If you go to NewEgg and read reviews on Mobo's, you will see 1 star reviews on boards that were "DOA" by someone whom professes "High Technical Knowledge." This is the Dunning-Krueger effect in action.
Years ago, an SGI tech came to our office to install an SGI workstation. He took immense care with grounding himself, and explained that at SGI 35% of all returns were from static events by highly trained technicians with advanced degrees!
If you watch YouTubes of guys building systems, you can see them handling motherboards like books. Grabbing them with their full hand, fingers all over black chips, and the under sides of the board. This is stupid!
My personal method does not use the little static conductive wrist tethers. BUT, I take my socks off, and work on wood or stone floors. No rugs. And especially no plastic floor protectors. If you must build on a rug you should neutralize your charge every time you move your feet. How I do this when handling a motherboard, is to find the 24 pin slot where the main PSU connects as there are capacitors after it with much higher resistance to the static charge you may be storing, and I place my fingers on as many pins as I can touch, then I touch a conducting part of the next component I am handling at the same time. If it's the CPU, I will touch the shielded outer surface. If it's a HDD or optical, touch the outer sheet metal. Never touch a chip surface directly if possible. This technique equalizes the charge. It doesn't necessarily 'earth' the charge, but is adequate for assembly. Do this often for each new part you assemble. Once the motherboard is in the enclosure, attach the PSU to the mono and use the outer sheet metal of the PSU for future neutralizing, or the case chassis, since all 3 are now 'grounded' together (not necessarily Earthed).

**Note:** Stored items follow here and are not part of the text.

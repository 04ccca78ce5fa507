// src/utils/error.rs
use std::path::PathBuf;
use thiserror::Error;

// Define specific error types for different parts of the application
#[derive(Error, Debug)]
pub enum StorageError {
    #[error("I/O error on {}: {source}", .path.display())]
    Io {
        path: PathBuf,
        #[source]
        source: std::io::Error,
    },

    #[error("Invalid JSON in {} at line {line}, column {column}: {message}", .path.display())]
    Json {
        path: PathBuf,
        line: usize,
        column: usize,
        message: String,
    },

    #[error("Serialization error: {0}")]
    Serialization(String),
}

impl StorageError {
    pub fn io(path: impl Into<PathBuf>, source: std::io::Error) -> Self {
        StorageError::Io { path: path.into(), source }
    }
}

#[derive(Error, Debug)]
pub enum ClassifyError {
    #[error("Classification service unavailable: {0}")]
    Unavailable(String),

    #[error("Classification service returned an unusable answer: {0}")]
    InvalidResponse(String),
}

#[derive(Error, Debug)]
pub enum AppError {
    #[error("Configuration error: {0}")]
    Config(String),

    #[error("I/O error: {0}")]
    Io(#[from] std::io::Error), // Automatically convert IO errors

    #[error("Storage error: {0}")]
    Storage(#[from] StorageError),

    #[error("AI processing failed: {0}")]
    Ai(#[from] ClassifyError),

    #[error("Data processing failed: {0}")]
    Processing(String),
}
// src/rewrite/category.rs

// --- Imports ---
use once_cell::sync::Lazy;
use regex::Regex;
use serde_json::{Map, Value};

// --- Regex Patterns (Lazy Static) ---
// Leading item number such as "1. ", "1A. ", "7A ". Must start with a digit so
// a bare title like "Business" keeps its first letter.
static LEADING_ITEM_NUMBER_RE: Lazy<Regex> = Lazy::new(|| {
    Regex::new(r"^[0-9][0-9A-Z]*\.?\s*").expect("Failed to compile LEADING_ITEM_NUMBER_RE")
});

static NON_WORD_RE: Lazy<Regex> = Lazy::new(|| {
    Regex::new(r"[^a-zA-Z0-9\s]").expect("Failed to compile NON_WORD_RE")
});

static WHITESPACE_RE: Lazy<Regex> = Lazy::new(|| {
    Regex::new(r"\s+").expect("Failed to compile WHITESPACE_RE")
});

// Checked in order; the first phrase contained in the title wins.
const CATEGORY_PHRASES: &[(&str, &str)] = &[
    ("business", "business"),
    ("risk factors", "risk_factors"),
    ("unresolved staff comments", "unresolved_staff_comments"),
    ("properties", "properties"),
    ("legal proceedings", "legal_proceedings"),
    ("mine safety disclosures", "mine_safety_disclosures"),
    ("market for registrant", "market_info"),
    ("market for registrants common equity", "market_info"),
    ("selected financial data", "selected_financial_data"),
    ("management discussion", "management_discussion"),
    ("quantitative and qualitative disclosures", "market_risk_disclosures"),
    ("financial statements", "financial_statements"),
    ("changes in and disagreements", "auditor_changes"),
    ("controls and procedures", "controls_procedures"),
    ("other information", "other_information"),
    ("directors trustees", "directors_officers"),
    ("executive compensation", "executive_compensation"),
    ("security ownership", "security_ownership"),
    ("certain relationships", "related_party_transactions"),
    ("principal accounting", "accounting_fees"),
    ("exhibits", "exhibits"),
    ("form 10 k summary", "form_summary"),
];

const UNKNOWN_CATEGORY: &str = "unknown_section";

/// Turns an extractor output file name into a short category slug, e.g.
/// `Section_1_Item_1._Business.txt` -> `business`.
pub fn simplify_category_name(file_name: &str) -> String {
    let name = file_name.replace(".txt", "");

    let title = if name.contains("_Item_") {
        let pieces: Vec<&str> = name.split('_').collect();
        pieces
            .iter()
            .enumerate()
            .find(|(i, piece)| piece.contains("Item") && i + 1 < pieces.len())
            .map(|(i, _)| pieces[i + 1..].join("_"))
            .unwrap_or_else(|| pieces.last().copied().unwrap_or_default().to_string())
    } else {
        name.rsplit('_').next().unwrap_or_default().to_string()
    };

    let spaced = title.replace('_', " ");
    let without_number = LEADING_ITEM_NUMBER_RE.replace(&spaced, "");
    let lower = without_number.trim_matches(|c: char| c == '.' || c == '_').to_lowercase();

    if let Some((_, category)) = CATEGORY_PHRASES.iter().find(|(phrase, _)| lower.contains(phrase)) {
        return category.to_string();
    }

    let cleaned = NON_WORD_RE.replace_all(&lower, "");
    let slug = WHITESPACE_RE.replace_all(cleaned.trim(), "_");
    if slug.is_empty() {
        UNKNOWN_CATEGORY.to_string()
    } else {
        slug.into_owned()
    }
}

/// Renames every `file_name` key to `category`, simplifying string values
/// with [`simplify_category_name`]. Field position is kept. Returns the
/// number of keys renamed.
pub fn categorize_file_names(value: &mut Value) -> usize {
    match value {
        Value::Object(map) => {
            let mut renamed = 0;
            let fields = std::mem::take(map);
            let mut out = Map::with_capacity(fields.len());
            for (key, mut child) in fields {
                if key == "file_name" {
                    let category = match child.as_str() {
                        Some(file_name) => Value::String(simplify_category_name(file_name)),
                        None => child,
                    };
                    out.insert("category".to_string(), category);
                    renamed += 1;
                } else {
                    renamed += categorize_file_names(&mut child);
                    out.insert(key, child);
                }
            }
            *map = out;
            renamed
        }
        Value::Array(items) => items.iter_mut().map(categorize_file_names).sum(),
        _ => 0,
    }
}
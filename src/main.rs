// src/main.rs
use std::path::PathBuf;

use clap::{Parser, Subcommand};
use serde_json::Value;

use filing_normalizer::batch::{self, FileJob, FileReport, Outcome, RunReport};
use filing_normalizer::classify::{annotate_sections, CategoryClassifier};
use filing_normalizer::merge::{merge_companies, MergeOptions};
use filing_normalizer::rewrite::{promote_item_name, relabel_parts, strip_fields, RelabelMode, DEFAULT_STRIP_FIELDS};
use filing_normalizer::storage::{list_json_files, StorageManager};
use filing_normalizer::utils::{self, AppError};
use filing_normalizer::config;

/// Command Line Interface for normalizing 10-K filing JSON
#[derive(Parser, Debug)]
#[command(author, version, about, long_about = None)]
struct Args {
    /// Log at debug level (ignored when RUST_LOG is set)
    #[arg(short, long, global = true)]
    verbose: bool,

    /// Number of files processed concurrently (default: FILING_NORMALIZER_JOBS or CPU count)
    #[arg(short, long, global = true)]
    jobs: Option<usize>,

    /// Write a JSON run summary to this path
    #[arg(long, global = true)]
    report: Option<PathBuf>,

    #[command(subcommand)]
    command: Command,
}

#[derive(Subcommand, Debug)]
enum Command {
    /// Convert filings to the canonical parts/sections array shape
    Normalize {
        /// Input JSON/NDJSON file, or a directory of *.json files
        input: PathBuf,
        /// Output file, or output directory when INPUT is a directory
        output: PathBuf,
    },
    /// Merge per-year extractor output into one file per company
    Merge {
        /// Directory holding one sub-directory per company
        companies_dir: PathBuf,
        /// Where <COMPANY>_10k.json files are written
        output_dir: PathBuf,
        /// Normalize each year's content while merging
        #[arg(long)]
        normalize: bool,
    },
    /// Replace part names with the classifier's part labels (in place)
    RelabelParts {
        dir: PathBuf,
        /// Infer labels from Part_<n> markers when no section has one
        #[arg(long)]
        infer: bool,
    },
    /// Remove fields from every object (in place)
    StripFields {
        dir: PathBuf,
        /// Field to remove; repeatable. Defaults to gemini_item_name, gemini_part_name, section_id
        #[arg(short, long = "field")]
        fields: Vec<String>,
    },
    /// Replace `category` with `gemini_item_name` where both exist (in place)
    PromoteItem { dir: PathBuf },
    /// Label sections using the offline category classifier
    Annotate {
        input_dir: PathBuf,
        output_dir: PathBuf,
    },
}

impl Command {
    fn name(&self) -> &'static str {
        match self {
            Command::Normalize { .. } => "normalize",
            Command::Merge { .. } => "merge",
            Command::RelabelParts { .. } => "relabel-parts",
            Command::StripFields { .. } => "strip-fields",
            Command::PromoteItem { .. } => "promote-item",
            Command::Annotate { .. } => "annotate",
        }
    }
}

#[tokio::main]
async fn main() -> Result<(), AppError> {
    // 1. Parse CLI Arguments
    let args = Args::parse();

    // 2. Setup Logging (reads RUST_LOG env var)
    utils::logging::setup_logging(args.verbose);
    tracing::info!("Starting processing for args: {:?}", args);
    let started_at = chrono::Utc::now();
    let jobs = config::resolve_jobs(args.jobs)?;
    let command_name = args.command.name();

    // 3. Run the selected command
    let reports = match args.command {
        Command::Normalize { input, output } => {
            let files = batch::plan_jobs(&input, &output)?;
            run(files, jobs, batch::normalize_op).await?
        }
        Command::Merge { companies_dir, output_dir, normalize } => {
            let merged = merge_companies(&companies_dir, &output_dir, MergeOptions { normalize })?;
            if merged.is_empty() {
                return Err(AppError::Processing(format!("No company data found under {}", companies_dir.display())));
            }
            let written = merged.iter().filter(|c| c.is_merged()).count();
            tracing::info!("Merged {} of {} compan(ies) into {}", written, merged.len(), output_dir.display());
            batch::merge_reports(merged)
        }
        Command::RelabelParts { dir, infer } => {
            let mode = if infer { RelabelMode::Inferred } else { RelabelMode::FromSections };
            run(batch::plan_in_place(&dir)?, jobs, move |value: &mut Value| {
                Ok(Outcome::Relabelled(relabel_parts(value, mode)))
            })
            .await?
        }
        Command::StripFields { dir, fields } => {
            let fields = if fields.is_empty() {
                DEFAULT_STRIP_FIELDS.iter().map(|f| f.to_string()).collect()
            } else {
                fields
            };
            tracing::info!("Removing fields: {:?}", fields);
            run(batch::plan_in_place(&dir)?, jobs, move |value: &mut Value| {
                Ok(Outcome::Stripped { removed: strip_fields(value, &fields) })
            })
            .await?
        }
        Command::PromoteItem { dir } => {
            run(batch::plan_in_place(&dir)?, jobs, |value: &mut Value| {
                Ok(Outcome::Promoted { changed: promote_item_name(value) })
            })
            .await?
        }
        Command::Annotate { input_dir, output_dir } => {
            let storage = StorageManager::new(&output_dir)?;
            // Skip template files such as example_company.json
            let files = list_json_files(&input_dir, Some("example"))?
                .into_iter()
                .map(|input| FileJob { output: storage.output_path_for(&input), input })
                .collect();
            run(files, jobs, |value: &mut Value| {
                Ok(Outcome::Annotated(annotate_sections(value, &CategoryClassifier)))
            })
            .await?
        }
    };

    // 4. Summarize
    let report = RunReport::new(command_name, started_at, reports);
    tracing::info!("Processing finished. Success: {}, Failures: {}", report.succeeded, report.failed);

    if let Some(path) = &args.report {
        match report.save(path) {
            Ok(()) => tracing::info!("Saved run report to: {}", path.display()),
            Err(e) => tracing::error!("Failed to save run report: {}", e),
        }
    }

    if report.succeeded == 0 && report.failed > 0 {
        return Err(AppError::Processing(format!("Failed to process any of {} file(s)", report.failed)));
    }

    Ok(())
}

async fn run<F>(files: Vec<FileJob>, jobs: usize, op: F) -> Result<Vec<FileReport>, AppError>
where
    F: Fn(&mut Value) -> Result<Outcome, AppError> + Send + Sync + 'static,
{
    if files.is_empty() {
        return Err(AppError::Config("No JSON files found to process".to_string()));
    }
    tracing::info!("Processing {} file(s) with {} job(s)", files.len(), jobs);
    Ok(batch::run_files(files, jobs, op).await)
}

Take your time. Assembling my last machine in 2015, it took about 4 hours, not including unpacking. That build only had one DOA, a HDD. The first DOA component I have had over ~10 PC builds.
If this is your first build, you may choose to "breadboard' the build. This means building up the mobo, RAM HDD and PSU only to confirm the core parts are working. I never do this personally since it requires you to handle everything at least twice, doubling your chances for an error.
Don't over tighten screws. If the screw goes in with difficulty, ITS THE WRONG SCEW. If you have a water cooling unit DO NOT OVERTIGHTEN! See all the bad reviews about cracking plastic and coolant spilling out? Housing snapping, etc? These people are over tightening screws and bolts, deforming the material and causing stress fractures. It's a computer, not a Baja Racing vehicle. Slightly hand-tight is tight enough!
The most nerve-wracking procedure is installing the CPU in to the slot on the MOBO. Sometimes the securing clips require a lot of force to close. Force is usually something to avoid at all costs, but some clips, like the i7 clips can be scary hard to snap down.